Brief ▸
Which lines of the data hold the word "note"? Copy all of them.

Records for processing ▸
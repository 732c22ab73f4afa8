//! Span boundaries, offsets and the round-trip property.

use super::*;

#[test]
fn empty_text_yields_no_spans() {
    let c = rule("C");
    assert_eq!(scan("", &c).count(), 0);
}

#[test]
fn plain_code_is_one_span() {
    let c = rule("C");
    assert_eq!(spans("int x = 1;", &c), vec![(SpanKind::Code, "int x = 1;")]);
}

#[test]
fn line_comment_excludes_newline() {
    let c = rule("C");
    assert_eq!(
        spans("// note\ncode", &c),
        vec![(SpanKind::Comment, "// note"), (SpanKind::Code, "\ncode")]
    );
}

#[test]
fn line_comment_excludes_crlf() {
    let c = rule("C");
    assert_eq!(
        spans("// note\r\ncode", &c),
        vec![(SpanKind::Comment, "// note"), (SpanKind::Code, "\r\ncode")]
    );
}

#[test]
fn line_comment_at_end_of_input() {
    let c = rule("C");
    let all: Vec<_> = scan("x; // tail", &c).collect();
    assert_eq!(all.len(), 2);
    assert_eq!(all[1].text, "// tail");
    assert!(!all[1].unterminated);
}

#[test]
fn trailing_block_comment_between_code() {
    let c = rule("C");
    assert_eq!(
        spans("x = 1; /* c */ y", &c),
        vec![
            (SpanKind::Code, "x = 1; "),
            (SpanKind::Comment, "/* c */"),
            (SpanKind::Code, " y"),
        ]
    );
}

#[test]
fn strings_and_code_alternate() {
    let c = rule("C");
    assert_eq!(
        spans("\"a\" + 'b'", &c),
        vec![
            (SpanKind::String, "\"a\""),
            (SpanKind::Code, " + "),
            (SpanKind::String, "'b'"),
        ]
    );
}

#[test]
fn span_offsets_are_byte_offsets() {
    let c = rule("C");
    let all: Vec<_> = scan("é /* ü */", &c).collect();
    assert_eq!(all[0].start, 0);
    assert_eq!(all[0].end, 3);
    assert_eq!(all[1].start, 3);
    assert_eq!(all[1].end, "é /* ü */".len());
}

#[test]
fn delimiter_lengths_and_body() {
    let c = rule("C");
    let span = scan("/* x */", &c).next().unwrap();
    assert_eq!(span.open_len, 2);
    assert_eq!(span.close_len, 2);
    assert_eq!(span.body(), " x ");

    let span = scan("// y", &c).next().unwrap();
    assert_eq!(span.open_len, 2);
    assert_eq!(span.close_len, 0);
    assert_eq!(span.body(), " y");
}

#[test]
fn adjacent_comments_are_separate_spans() {
    let c = rule("C");
    assert_eq!(
        spans("/*a*//*b*/", &c),
        vec![(SpanKind::Comment, "/*a*/"), (SpanKind::Comment, "/*b*/")]
    );
}

#[test]
fn scanning_is_restartable() {
    let rust = rule("Rust");
    let text = "fn main() { /* a */ let s = \"//\"; } // done\n";
    let first: Vec<_> = scan(text, &rust).collect();
    let second: Vec<_> = scan(text, &rust).collect();
    assert_eq!(first, second);
}

#[test]
fn scanner_is_fused() {
    let c = rule("C");
    let mut scanner = scan("x", &c);
    assert!(scanner.next().is_some());
    assert!(scanner.next().is_none());
    assert!(scanner.next().is_none());
}

#[test]
fn round_trip_on_mixed_input() {
    let text = "/*\n * header\n */\n#include <stdio.h>\n\nint main() {\n    \
                printf(\"%s // %d\\n\", \"a\", 1); // print\n    return 0; /* done */\n}\n";
    for name in ["C", "C++", "C#", "Java", "JavaScript", "Go", "Rust", "Swift", "Kotlin"] {
        assert_round_trip(text, &rule(name));
    }
}

#[test]
fn round_trip_with_multibyte_text() {
    let text = "# Unicode: 你好世界 🌍 مرحبا\nx = \"🌍 # not\"  # ok ✓\n";
    for name in ["Python", "Ruby", "Shell", "PHP"] {
        assert_round_trip(text, &rule(name));
    }
}

#[test]
fn span_serializes_kind_in_lowercase() {
    let c = rule("C");
    let span = scan("// x", &c).next().unwrap();
    let json = serde_json::to_value(span).unwrap();
    assert_eq!(json["kind"], "comment");
    assert_eq!(json["text"], "// x");
    assert!(json.get("unterminated").is_none());
}

#[test]
fn span_kind_names_match_serialized_form() {
    for kind in [SpanKind::Comment, SpanKind::String, SpanKind::Code] {
        let json = serde_json::to_value(kind).unwrap();
        assert_eq!(json, kind.as_str());
    }
}
use indexmap::IndexMap;
use serde::{Deserialize, Serialize};

/// Contents of a `.comment-sieve.toml` file.
#[derive(Debug, Clone, Default, Serialize, Deserialize, PartialEq, Eq)]
pub struct Config {
    /// Extra languages keyed by display name, in file order.
    #[serde(default)]
    pub languages: IndexMap<String, CustomLanguageConfig>,
}

/// A `[languages.<Name>]` table.
#[derive(Debug, Clone, Default, Serialize, Deserialize, PartialEq, Eq)]
pub struct CustomLanguageConfig {
    #[serde(default)]
    pub extensions: Vec<String>,

    #[serde(default)]
    pub aliases: Vec<String>,

    #[serde(default)]
    pub line_comments: Vec<String>,

    /// Line comment markers only count at the start of a word (shell `#`).
    #[serde(default)]
    pub line_comments_at_word_start: bool,

    /// `(open, close)` pairs.
    #[serde(default)]
    pub block_comments: Vec<(String, String)>,

    #[serde(default)]
    pub nested: bool,

    #[serde(default)]
    pub quotes: Vec<QuoteConfig>,
}

/// One entry of a language's `quotes` array.
#[derive(Debug, Clone, Default, Serialize, Deserialize, PartialEq, Eq)]
pub struct QuoteConfig {
    pub open: String,

    /// Defaults to `open`.
    #[serde(default, skip_serializing_if = "Option::is_none")]
    pub close: Option<String>,

    #[serde(default, skip_serializing_if = "Option::is_none")]
    pub escape: Option<char>,

    #[serde(default)]
    pub multiline: bool,

    /// A doubled close marker (`''` in SQL) is part of the literal.
    #[serde(default)]
    pub doubled_close: bool,

    /// At the start of a line the literal is documentation, counted as a comment.
    #[serde(default)]
    pub docstring: bool,
}

impl QuoteConfig {
    #[must_use]
    pub fn close_marker(&self) -> &str {
        self.close.as_deref().unwrap_or(&self.open)
    }
}

#[cfg(test)]
#[path = "model_tests.rs"]
mod tests;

Result for this task ▸
        spans("// note\ncode", &c),
        vec![(SpanKind::Comment, "// note"), (SpanKind::Code, "\ncode")]
        spans("// note\r\ncode", &c),
        vec![(SpanKind::Comment, "// note"), (SpanKind::Code, "\r\ncode")]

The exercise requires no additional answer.